RM Issue #030715
Friday, July 11, 2003
Like most Canadians, we supported Ottawa's recent move to decriminalize marijuana. Pot is less dangerous and addictive than either alcohol or tobacco, and the war against marijuana ruins more lives, and costs more, than the drug itself. In fact, recent developments suggest decriminalization isn't enough: Outright legalization may be in order.
In January, an Ontario judge ruled that Ottawa needed to do more to put marijuana into the hands of sick patients who use the drug for therapeutic purposes.

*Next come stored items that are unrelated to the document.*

use crate::apdu::ApduType;
use crate::encoding::constructed::Element;
use crate::encoding::{encode::Encode, reader::Reader, tag::Tag, value::TagValue, writer::Writer};
use crate::services::{ConfirmedServiceRequest, ServiceAck, ServiceParameters};
use crate::types::{AbortReason, ErrorClass, ErrorCode, MaxApdu, MaxSegments, RejectReason};
use crate::{DecodeError, EncodeError};

fn check_segment_fields(
    segmented: bool,
    sequence_number: Option<u8>,
    proposed_window_size: Option<u8>,
) -> Result<(), EncodeError> {
    if sequence_number.is_some() == segmented && proposed_window_size.is_some() == segmented {
        Ok(())
    } else {
        Err(EncodeError::InvalidLength)
    }
}

fn decode_segment_fields(
    r: &mut Reader<'_>,
    segmented: bool,
) -> Result<(Option<u8>, Option<u8>), DecodeError> {
    if segmented {
        Ok((Some(r.read_u8()?), Some(r.read_u8()?)))
    } else {
        Ok((None, None))
    }
}

fn write_type(w: &mut Writer<'_>, apdu_type: ApduType) -> Result<(), EncodeError> {
    w.write_bits(apdu_type.to_u8() as u32, 4)
}

/// Confirmed-Request PDU.
///
/// `sequence_number` and `proposed_window_size` are present exactly when
/// `segmented_message` is set. The service is decoded from whatever the PDU
/// budget leaves after the header, segmented or not.
#[derive(Debug, Clone, PartialEq)]
#[cfg_attr(feature = "serde", derive(serde::Serialize, serde::Deserialize))]
pub struct ConfirmedRequest {
    pub segmented_message: bool,
    pub more_follows: bool,
    pub segmented_response_accepted: bool,
    pub max_segments_accepted: u8,
    pub max_apdu_length_accepted: u8,
    pub invoke_id: u8,
    pub sequence_number: Option<u8>,
    pub proposed_window_size: Option<u8>,
    pub service: ConfirmedServiceRequest,
}

impl ConfirmedRequest {
    /// An unsegmented request accepting segmented replies of up to 1476 octets.
    pub const fn new(invoke_id: u8, service: ConfirmedServiceRequest) -> Self {
        Self {
            segmented_message: false,
            more_follows: false,
            segmented_response_accepted: true,
            max_segments_accepted: 0,
            max_apdu_length_accepted: MaxApdu::UpTo1476 as u8,
            invoke_id,
            sequence_number: None,
            proposed_window_size: None,
            service,
        }
    }

    pub fn max_apdu(&self) -> Option<MaxApdu> {
        MaxApdu::from_u8(self.max_apdu_length_accepted)
    }

    pub fn max_segments(&self) -> Option<MaxSegments> {
        MaxSegments::from_u8(self.max_segments_accepted)
    }

    pub fn decode_after_type(r: &mut Reader<'_>) -> Result<Self, DecodeError> {
        let segmented_message = r.read_bit()?;
        let more_follows = r.read_bit()?;
        let segmented_response_accepted = r.read_bit()?;
        r.reserved("confirmed request reserved", 2, 0)?;
        let max_segments_accepted = r.read_bits(3)? as u8;
        let max_apdu_length_accepted = r.read_bits(4)? as u8;
        let invoke_id = r.read_u8()?;
        let (sequence_number, proposed_window_size) = decode_segment_fields(r, segmented_message)?;
        let service = ConfirmedServiceRequest::decode(r, r.remaining())?;
        Ok(Self {
            segmented_message,
            more_follows,
            segmented_response_accepted,
            max_segments_accepted,
            max_apdu_length_accepted,
            invoke_id,
            sequence_number,
            proposed_window_size,
            service,
        })
    }
}

impl Encode for ConfirmedRequest {
    fn encode(&self, w: &mut Writer<'_>) -> Result<(), EncodeError> {
        check_segment_fields(
            self.segmented_message,
            self.sequence_number,
            self.proposed_window_size,
        )?;
        if self.max_segments_accepted > 0x07 || self.max_apdu_length_accepted > 0x0F {
            return Err(EncodeError::ValueOutOfRange);
        }
        write_type(w, ApduType::ConfirmedRequest)?;
        w.write_bit(self.segmented_message)?;
        w.write_bit(self.more_follows)?;
        w.write_bit(self.segmented_response_accepted)?;
        w.write_bits(0, 2)?;
        w.write_bits(self.max_segments_accepted as u32, 3)?;
        w.write_bits(self.max_apdu_length_accepted as u32, 4)?;
        w.write_u8(self.invoke_id)?;
        if let (Some(seq), Some(window)) = (self.sequence_number, self.proposed_window_size) {
            w.write_u8(seq)?;
            w.write_u8(window)?;
        }
        self.service.encode(w)
    }

    fn bit_len(&self) -> usize {
        24 + self.sequence_number.map_or(0, |_| 8)
            + self.proposed_window_size.map_or(0, |_| 8)
            + self.service.bit_len()
    }
}

/// Complex-ACK PDU carrying a service acknowledgement.
#[derive(Debug, Clone, PartialEq)]
#[cfg_attr(feature = "serde", derive(serde::Serialize, serde::Deserialize))]
pub struct ComplexAck {
    pub segmented_message: bool,
    pub more_follows: bool,
    pub invoke_id: u8,
    pub sequence_number: Option<u8>,
    pub proposed_window_size: Option<u8>,
    pub service: ServiceAck,
}

impl ComplexAck {
    pub const fn new(invoke_id: u8, service: ServiceAck) -> Self {
        Self {
            segmented_message: false,
            more_follows: false,
            invoke_id,
            sequence_number: None,
            proposed_window_size: None,
            service,
        }
    }

    pub fn decode_after_type(r: &mut Reader<'_>) -> Result<Self, DecodeError> {
        let segmented_message = r.read_bit()?;
        let more_follows = r.read_bit()?;
        r.reserved("complex ack reserved", 2, 0)?;
        let invoke_id = r.read_u8()?;
        let (sequence_number, proposed_window_size) = decode_segment_fields(r, segmented_message)?;
        let service = ServiceAck::decode(r, r.remaining())?;
        Ok(Self {
            segmented_message,
            more_follows,
            invoke_id,
            sequence_number,
            proposed_window_size,
            service,
        })
    }
}

impl Encode for ComplexAck {
    fn encode(&self, w: &mut Writer<'_>) -> Result<(), EncodeError> {
        check_segment_fields(
            self.segmented_message,
            self.sequence_number,
            self.proposed_window_size,
        )?;
        write_type(w, ApduType::ComplexAck)?;
        w.write_bit(self.segmented_message)?;
        w.write_bit(self.more_follows)?;
        w.write_bits(0, 2)?;
        w.write_u8(self.invoke_id)?;
        if let (Some(seq), Some(window)) = (self.sequence_number, self.proposed_window_size) {
            w.write_u8(seq)?;
            w.write_u8(window)?;
        }
        self.service.encode(w)
    }

    fn bit_len(&self) -> usize {
        16 + self.sequence_number.map_or(0, |_| 8)
            + self.proposed_window_size.map_or(0, |_| 8)
            + self.service.bit_len()
    }
}

#[derive(Debug, Clone, Copy, PartialEq, Eq)]
#[cfg_attr(feature = "serde", derive(serde::Serialize, serde::Deserialize))]
pub struct SimpleAck {
    pub invoke_id: u8,
    pub service_choice: u8,
}

impl SimpleAck {
    pub fn decode_after_type(r: &mut Reader<'_>) -> Result<Self, DecodeError> {
        r.reserved("simple ack reserved", 4, 0)?;
        Ok(Self {
            invoke_id: r.read_u8()?,
            service_choice: r.read_u8()?,
        })
    }
}

impl Encode for SimpleAck {
    fn encode(&self, w: &mut Writer<'_>) -> Result<(), EncodeError> {
        write_type(w, ApduType::SimpleAck)?;
        w.write_bits(0, 4)?;
        w.write_u8(self.invoke_id)?;
        w.write_u8(self.service_choice)
    }

    fn bit_len(&self) -> usize {
        24
    }
}

#[derive(Debug, Clone, Copy, PartialEq, Eq)]
#[cfg_attr(feature = "serde", derive(serde::Serialize, serde::Deserialize))]
pub struct SegmentAck {
    pub negative_ack: bool,
    pub sent_by_server: bool,
    pub invoke_id: u8,
    pub sequence_number: u8,
    pub actual_window_size: u8,
}

impl SegmentAck {
    pub fn decode_after_type(r: &mut Reader<'_>) -> Result<Self, DecodeError> {
        r.reserved("segment ack reserved", 2, 0)?;
        Ok(Self {
            negative_ack: r.read_bit()?,
            sent_by_server: r.read_bit()?,
            invoke_id: r.read_u8()?,
            sequence_number: r.read_u8()?,
            actual_window_size: r.read_u8()?,
        })
    }
}

impl Encode for SegmentAck {
    fn encode(&self, w: &mut Writer<'_>) -> Result<(), EncodeError> {
        write_type(w, ApduType::SegmentAck)?;
        w.write_bits(0, 2)?;
        w.write_bit(self.negative_ack)?;
        w.write_bit(self.sent_by_server)?;
        w.write_u8(self.invoke_id)?;
        w.write_u8(self.sequence_number)?;
        w.write_u8(self.actual_window_size)
    }

    fn bit_len(&self) -> usize {
        32
    }
}

/// Error PDU: the failed service choice plus its error parameters, usually an
/// error class and error code.
#[derive(Debug, Clone, PartialEq)]
#[cfg_attr(feature = "serde", derive(serde::Serialize, serde::Deserialize))]
pub struct BacnetError {
    pub invoke_id: u8,
    pub service_choice: u8,
    pub parameters: ServiceParameters,
}

impl BacnetError {
    pub fn decode_after_type(r: &mut Reader<'_>) -> Result<Self, DecodeError> {
        r.reserved("error reserved", 4, 0)?;
        let invoke_id = r.read_u8()?;
        let service_choice = r.read_u8()?;
        let parameters = ServiceParameters::decode(r)?;
        Ok(Self {
            invoke_id,
            service_choice,
            parameters,
        })
    }

    /// The first two enumerations, either bare or wrapped in opening tag `[0]`.
    fn class_and_code(&self) -> (Option<u32>, Option<u32>) {
        match self.parameters.elements.first() {
            Some(Element::Constructed(block)) if block.tag_number() == 0 => {
                first_two(block.tags().filter_map(enumerated_value))
            }
            _ => first_two(self.parameters.tags().filter_map(enumerated_value)),
        }
    }

    pub fn error_class(&self) -> Option<u32> {
        self.class_and_code().0
    }

    pub fn error_code(&self) -> Option<u32> {
        self.class_and_code().1
    }

    pub fn known_class(&self) -> Option<ErrorClass> {
        self.error_class().and_then(ErrorClass::from_u32)
    }

    pub fn known_code(&self) -> Option<ErrorCode> {
        self.error_code().and_then(ErrorCode::from_u32)
    }
}

fn first_two(mut values: impl Iterator<Item = u32>) -> (Option<u32>, Option<u32>) {
    (values.next(), values.next())
}

fn enumerated_value(tag: &Tag) -> Option<u32> {
    match tag.value()? {
        TagValue::Enumerated(v) => Some(*v),
        TagValue::Raw(bytes) if !bytes.is_empty() && bytes.len() <= 4 => {
            Some(bytes.iter().fold(0u32, |acc, b| (acc << 8) | *b as u32))
        }
        _ => None,
    }
}

impl Encode for BacnetError {
    fn encode(&self, w: &mut Writer<'_>) -> Result<(), EncodeError> {
        write_type(w, ApduType::Error)?;
        w.write_bits(0, 4)?;
        w.write_u8(self.invoke_id)?;
        w.write_u8(self.service_choice)?;
        self.parameters.encode(w)
    }

    fn bit_len(&self) -> usize {
        24 + self.parameters.bit_len()
    }
}

#[derive(Debug, Clone, Copy, PartialEq, Eq)]
#[cfg_attr(feature = "serde", derive(serde::Serialize, serde::Deserialize))]
pub struct RejectPdu {
    pub invoke_id: u8,
    pub reason: u8,
}

impl RejectPdu {
    pub fn known_reason(&self) -> Option<RejectReason> {
        RejectReason::from_u8(self.reason)
    }

    pub fn decode_after_type(r: &mut Reader<'_>) -> Result<Self, DecodeError> {
        r.reserved("reject reserved", 4, 0)?;
        Ok(Self {
            invoke_id: r.read_u8()?,
            reason: r.read_u8()?,
        })
    }
}

impl Encode for RejectPdu {
    fn encode(&self, w: &mut Writer<'_>) -> Result<(), EncodeError> {
        write_type(w, ApduType::Reject)?;
        w.write_bits(0, 4)?;
        w.write_u8(self.invoke_id)?;
        w.write_u8(self.reason)
    }

    fn bit_len(&self) -> usize {
        24
    }
}

#[derive(Debug, Clone, Copy, PartialEq, Eq)]
#[cfg_attr(feature = "serde", derive(serde::Serialize, serde::Deserialize))]
pub struct AbortPdu {
    pub server: bool,
    pub invoke_id: u8,
    pub reason: u8,
}

impl AbortPdu {
    pub fn known_reason(&self) -> Option<AbortReason> {
        AbortReason::from_u8(self.reason)
    }

    pub fn decode_after_type(r: &mut Reader<'_>) -> Result<Self, DecodeError> {
        r.reserved("abort reserved", 3, 0)?;
        Ok(Self {
            server: r.read_bit()?,
            invoke_id: r.read_u8()?,
            reason: r.read_u8()?,
        })
    }
}

impl Encode for AbortPdu {
    fn encode(&self, w: &mut Writer<'_>) -> Result<(), EncodeError> {
        write_type(w, ApduType::Abort)?;
        w.write_bits(0, 3)?;
        w.write_bit(self.server)?;
        w.write_u8(self.invoke_id)?;
        w.write_u8(self.reason)
    }

    fn bit_len(&self) -> usize {
        24
    }
}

Health Canada had started granting permission to a few hundred Canadians to grow their own pot, or arrange for another person to grow it for them. But the court found this inadequate: Growing marijuana is difficult, and is often beyond the means of sick individuals or their caregivers. Moreover, because there is no legal retail marijuana source in Canada, participants in the program looking to buy marijuana plants had to turn to the black market.
Two weeks ago, an Ontario appellate court dismissed an attempt by Health Canada to have the January ruling reversed. This decision means the government must begin distributing the marijuana its own researchers have grown in an abandoned Manitoba mine. Ottawa finds itself in the strange position of being a de facto pot dealer.
This status quo cannot last. Therapeutic marijuana is used to palliate a range of conditions, including glaucoma, epilepsy and the severe nausea associated with chemotherapy and AIDS wasting syndrome. Users typically report different results from different varieties of marijuana, so it is doubtful whether the government's crop will be suitable for all. Marijuana is a chemically complex substance and only a free-market solution can supply therapeutic users with the variety and quality they seek.
Second, it seems wrong as a matter of economics for the federal government to be a drug industry monopolist -- just as it is wrong for provincial governments in Ontario, Quebec, British Columbia and elsewhere to be booze industry monopolists. When the state gets involved in the sale of state- regulated substances, inefficiencies and conflicts of interest inevitably abound. In the long run, it makes more sense for pot to be treated like tobacco or prescription drugs -- regulated, but not sold by, the government.
When the medicinal marijuana movement gained traction and legitimacy in the late '90s, legalization opponents predicted it was the thin edge of the wedge, and that legalization of the drug for recreational purposes would soon follow. They were right -- for two reasons. First, the issue of therapeutic marijuana has created a sense of urgency in regard to drug reform: It is inhumane to deprive AIDS and cancer sufferers of an effective means of pain relief for a day longer than necessary. Second, by bringing a sympathetic, politically active class of marijuana smokers into the public spotlight, therapeutic marijuana has helped debunk the image of pot users as Cheech- and-Chong-style stoners.
The result is that public acceptance of marijuana is increasing and even decriminalization now appears inadequate as a reform measure. Hopefully, this change in attitude will soon translate into political action. We look forward to the day when pot decriminalization gives way to pot legalization.